News

Winchester’s weekly food waste collections to reach the governments 2021 Environment Act.

Published

on

Food waste bins will arrive at people’s doors in Winchester from this month to March

Residents will use a five litre kitchen caddy for weekly food waste collection.

Instead of being incinerated, the collected food waste will go to an anaerobic digestion plant, which will produce biofertiliser for local farmers.

Uneaten food, raw meat, peelings, mouldy food, and tea bags can go in the caddy, but oil, glass, packaging, plastic, and liquids must stay out of bins.

Samantha Watts from Winchester Food Partnership said: “I think it will be overall successful, I think there will be some pockets within Winchester that won’t use it for lots and lots of different reasons.”

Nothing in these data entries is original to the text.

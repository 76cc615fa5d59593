//! Interface definitions for the document store.
//!
//! This module defines the abstract `DocumentStoreProvider` trait that allows
//! for dependency injection and swappable backend implementations.

mod document_store_provider;

pub use document_store_provider::DocumentStoreProvider;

These possible struggles to reduce food waste and usage of the new bins, Samantha points out, might be due to people not recognising “what is classed as food waste, like tea bags and bones”.

As “70% of the food in Hampshire that gets wasted due to food being spoiled,” Watts points out that people need to “rethink how they shop, shopping where they can more frequently and buying less so it doesn’t waste”.

Kaylee Shaw, Winchester City Council’s waste and environmental project manager, said “Hampshire, there’s a limit to what you can recycle” so it “has been stuck at about 44%” and with the new food waste bins, “we really hope that we can crack 50% recycle rate”.


Shaw added “the main pushback has been we don’t want another bin” as “space is at a premium, especially in some of the older areas of Winchester”.